Also, a lot of the popular viners wanted to be paid in some way, and they didn't really have a clear way for that to happen, so the creators pulled out and it died.
TikTok just did it better. Creators can easily get paid, videos are not forced to be 6 second max, and they executed better.
Fun fact that I’ll shorten: (vine creators) all met at 1600 Vine in Los Angeles with Twitter execs. Creators asked Twitter for money because _we_ we’re getting offers by competitors to become exclusive to their platform, Twitter denied paying up, and all creators moved to other platforms. It only took a few months for the user base to die out.
It isn't just one bad decision. It's many decisions. Those decisions don't just come out of "thin air" and destroy the company. They're always a series of decisions which eventually topple over the company. Vine not paying their content creators wasn't just the one time; they were likely consciously not paying their content creators over a long period of time.
My son of 10 and almost all of his classmates use tiktok.

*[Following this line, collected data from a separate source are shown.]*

use async_trait::async_trait;
use reqwest::Method;
use reqwest::header::{ACCEPT, CONTENT_TYPE, HeaderName, HeaderValue};

use crate::core::error::{ConfigError, TranslateError};
use crate::core::traits::TokenProvider;
use crate::core::types::BearerToken;
use crate::transport::http::{DEFAULT_TIMEOUT_MS, HttpTransport, TransportFailure, WireRequest};

/// Fixed STS endpoint exchanging a subscription key for a bearer token.
pub const TOKEN_URL: &str = "https://api.cognitive.microsoft.com/sts/v1.0/issueToken";

const SUBSCRIPTION_KEY_HEADER: &str = "ocp-apim-subscription-key";

/// Exchanges the long-lived subscription key for a short-lived bearer
/// token, one POST per call. The response body is returned verbatim; no
/// expiry tracking, no caching.
#[derive(Debug)]
pub struct SubscriptionKeyAuthenticator {
    transport: HttpTransport,
    token_url: String,
    api_key_header: HeaderValue,
}

impl SubscriptionKeyAuthenticator {
    pub fn new(api_key: impl Into<String>) -> Result<Self, ConfigError> {
        Self::with_token_url(api_key, TOKEN_URL)
    }

    /// Points the authenticator at a non-default STS endpoint (regional
    /// deployments, local test servers).
    pub fn with_token_url(
        api_key: impl Into<String>,
        token_url: impl Into<String>,
    ) -> Result<Self, ConfigError> {
        let transport = HttpTransport::new(DEFAULT_TIMEOUT_MS)?;
        Self::with_transport(api_key, token_url, transport)
    }

    pub(crate) fn with_transport(
        api_key: impl Into<String>,
        token_url: impl Into<String>,
        transport: HttpTransport,
    ) -> Result<Self, ConfigError> {
        let api_key = api_key.into();
        if api_key.trim().is_empty() {
            return Err(ConfigError::MissingApiKey);
        }
        let api_key_header =
            HeaderValue::from_str(&api_key).map_err(|_| ConfigError::InvalidApiKey)?;

        Ok(Self {
            transport,
            token_url: token_url.into(),
            api_key_header,
        })
    }

    pub fn token_url(&self) -> &str {
        &self.token_url
    }
}

#[async_trait]
impl TokenProvider for SubscriptionKeyAuthenticator {
    async fn get_access_token(&self) -> Result<BearerToken, TranslateError> {
        let mut wire = WireRequest::new(Method::POST, &self.token_url);
        wire.headers
            .insert(CONTENT_TYPE, HeaderValue::from_static("application/json"));
        wire.headers
            .insert(ACCEPT, HeaderValue::from_static("application/jwt"));
        wire.headers.insert(
            HeaderName::from_static(SUBSCRIPTION_KEY_HEADER),
            self.api_key_header.clone(),
        );

        tracing::debug!(url = %self.token_url, "requesting access token");

        match self.transport.execute(&wire).await {
            Ok(response) => Ok(BearerToken::new(response.body)),
            Err(TransportFailure::Timeout { request, message }) => {
                Err(TranslateError::TokenTimeout { request, message })
            }
            Err(TransportFailure::Status { request, response }) => {
                Err(TranslateError::token_acquisition(request, response))
            }
        }
    }
}
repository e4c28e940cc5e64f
use super::*;

#[test]
fn test_translation_request_defaults_to_english() {
    let req = TranslationRequest::new("Je suis fatigué");
    assert_eq!(req.text, "Je suis fatigué");
    assert_eq!(req.to, DEFAULT_TARGET_LANGUAGE);
    assert_eq!(req.from, None);
    assert!(req.validate().is_ok());
}

#[test]
fn test_translation_request_builder_setters() {
    let req = TranslationRequest::new("tired").to("fr").from("en");
    assert_eq!(req.to, "fr");
    assert_eq!(req.from.as_deref(), Some("en"));
    assert!(req.validate().is_ok());
}

#[test]
fn test_translation_request_rejects_empty_target() {
    let req = TranslationRequest::new("hello").to("  ");
    let error = req.validate().expect_err("blank target should be rejected");
    assert_eq!(
        error,
        ConfigError::InvalidLanguageCode {
            field: "to".to_string(),
            value: "  ".to_string(),
        }
    );
}

#[test]
fn test_translation_request_rejects_empty_source() {
    let req = TranslationRequest::new("hello").from("");
    let error = req.validate().expect_err("blank source should be rejected");
    assert_eq!(
        error,
        ConfigError::InvalidLanguageCode {
            field: "from".to_string(),
            value: String::new(),
        }
    );
}

#[test]
fn test_bearer_token_renders_authorization_value() {
    let token = BearerToken::new("super-token");
    assert_eq!(token.as_str(), "super-token");
    assert_eq!(token.authorization_value(), "Bearer super-token");
}

#[test]
fn test_bearer_token_debug_redacts_value() {
    let token = BearerToken::new("secret-bytes");
    let rendered = format!("{token:?}");
    assert!(!rendered.contains("secret-bytes"));
    assert_eq!(rendered, "BearerToken(<redacted>)");
}

#[test]
fn test_api_generation_default_is_json() {
    assert_eq!(ApiGeneration::default(), ApiGeneration::V3Json);
}

#[test]
fn test_request_serialization_omits_absent_source() {
    let req = TranslationRequest::new("hello");
    let json = serde_json::to_string(&req).expect("serialize request");
    assert!(!json.contains("from"));

    let req = req.from("fr");
    let json = serde_json::to_string(&req).expect("serialize request");
    assert!(json.contains("\"from\":\"fr\""));
}
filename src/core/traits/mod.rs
use async_trait::async_trait;

use crate::core::error::TranslateError;
use crate::core::types::BearerToken;

/// Credential acquisition contract.
///
/// Each translation call asks its provider for a fresh token; nothing in
/// this crate caches or rotates credentials. Implementations other than
/// [`crate::auth::SubscriptionKeyAuthenticator`] exist mainly so tests can
/// inject canned tokens or failures.
#[async_trait]
pub trait TokenProvider: Send + Sync {
    /// Returns a bearer token valid for the translate endpoint.
    async fn get_access_token(&self) -> Result<BearerToken, TranslateError>;
}

#[cfg(test)]
mod tests;
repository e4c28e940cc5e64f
pub mod http;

The real killer is the dances on the music. They don't have to invent a new topic every time. They just see a music video they like, and imitate it. Together with all the effects it's very easy to create a crazy video with basically nothing.
I have been tracking tiktok for about 11 months now. If you watched it over this time, it is really quite amazing what has blown through the platform.
One example of an early "dance" was the Boss Walk. This one is almost completely gone now but it was essentially an inside joke to people who followed the content of the platform.
Another thing special to TT is that it was successful at sucking content in from other platforms, including Instagram, and then having that be remixed via the audio under unclear licensing terms. A good example of this is the "oh shit it's a rat" meme.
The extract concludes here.